In addition to getting big media coverage, the Canadian Centre for Bioethical Reform’s “Reproductive Choice” campaign across Southern Alberta last week generated strong feedback from the public – both positive and negative.
“Our hope is by getting the abortion issue discussed and debated in the public again we’re opening up what the other side has been trying to shut down for so long,” said Jose Ruba, co-founder of CCBR. “I think that’s where success is happening.”
The week-long tour, which aimed to show the truth about abortion through graphic images, ended Sunday. The campaign featured an 11-meter long box-bodied truck carrying a billboard as well as sidewalk demonstrations to engage passersby.
The box truck also advertises a phone line, through which the pro-life organization receives many strong reactions. One woman who called was outraged by the CCBR’s approach and said, “Your signs made me throw up.” Another simply said the campaign was “F***ing disgusting!”
But the group maintains that what is really disgusting is abortion. “What’s more disturbing? The pictures of babies who have been killed, or the fact that babies are being killed?” asked Stephanie Gray, CCBR’s other co-founder. “What should disgust every Albertan, and Canadian, is that innocent human beings are being dismembered, decapitated, and disembowelled – and it’s paid for with our tax dollars.”
Ruba shared one experience in Medicine Hat when a woman, who identified herself as a member of the Hell’s Angels, brought a half dozen people from her tattoo parlor to protest the campaign. Ruba said the group employed various “intimidation tactics” and were “rather vocal, rather loud.” Nevertheless, he reports that he was able to talk with them and explain the pro-life arguments.

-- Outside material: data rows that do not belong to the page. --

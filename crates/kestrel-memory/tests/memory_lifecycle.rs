// SPDX-FileCopyrightText: 2026 Kestrel Contributors
// SPDX-License-Identifier: MIT OR Apache-2.0

//! Summarize, store, persist, and reload long-term memory.

use chrono::Utc;
use kestrel_context::ConversationExchange;
use kestrel_core::{Intent, IntentResult, Slot};
use kestrel_memory::summarizer::heuristic_summary;
use kestrel_memory::{
    JsonFilePersistence, LongTermMemory, MemoryPersistence, SummaryTier,
};

fn exchange(text: &str, device: &str) -> ConversationExchange {
    ConversationExchange {
        user_text: text.to_string(),
        effective_text: text.to_string(),
        answer: "answer".to_string(),
        intent: IntentResult::new(
            Intent::Troubleshoot,
            [(Slot::Device, device.to_string())].into_iter().collect(),
            false,
        ),
        followup: false,
        timestamp: Utc::now(),
    }
}

#[tokio::test]
async fn heuristic_knowledge_survives_a_restart() {
    let window: Vec<ConversationExchange> = (0..4)
        .map(|i| exchange(&format!("why did Camera_03 fail {i}"), "Camera_03"))
        .collect();

    let mut memory = LongTermMemory::new(100, 50);
    memory.apply(heuristic_summary(&window, SummaryTier::Daily));

    let relevant = memory.get_relevant_memories("Camera_03 problems", 5);
    assert!(
        relevant
            .insights
            .iter()
            .any(|i| i.text == "Device Camera_03 was discussed 4 times")
    );
    assert_eq!(
        relevant.recent_summary.as_ref().map(|s| s.summary.as_str()),
        Some("Summary of 4 conversations (daily)")
    );

    let dir = tempfile::tempdir().unwrap();
    let path = dir.path().join("memories.json");
    JsonFilePersistence
        .save(&path, &memory.snapshot())
        .await
        .unwrap();

    let mut reloaded = LongTermMemory::new(100, 50);
    reloaded.restore(JsonFilePersistence.load(&path).await.unwrap());
    assert_eq!(reloaded.stats().insights, memory.stats().insights);
    assert_eq!(
        reloaded.consolidate_knowledge().frequent_patterns,
        vec!["User repeatedly focuses on Camera_03 (seen 1x)"]
    );
}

While they were “very hostile right from the beginning,” he said, “in the end, it was good to be able to shake hands.”
Many passersby honked their horns and gave them thumbs up as they drove by, the group said. Some who witnessed the campaign experienced a total change of heart. On their Facebook page CCBR reported that 3 CCBR members had a discussion with one man who concluded, “I have to admit I came here expecting to win this, but I admit that I’ve lost. I’m now against abortion.”
Cameron Wilson, a CCBR intern who is one of the University of Calgary students that faced expulsion earlier this year for his pro-life activism, at one point approached a woman who was staring at their posters. “You must think I am a horrible person,” she told him. But when he replied that it was not his intent or place to think that, she told him, “Then God must have sent you.”
The woman explained that she is pregnant and addicted to cigarettes, but is unable to break the habit. She said that she is afraid of what the smoking would do to the baby, which made her think she should have an abortion.
Wilson was able to explain that no disability would ever make it worth killing her child, and in the end, she said she was going to have her baby. “God must have sent you,” she repeated.
The campaign “went really well,” said Ruba, noting that they got good media coverage and were able to spark debate in towns where “abortion is not often debated.”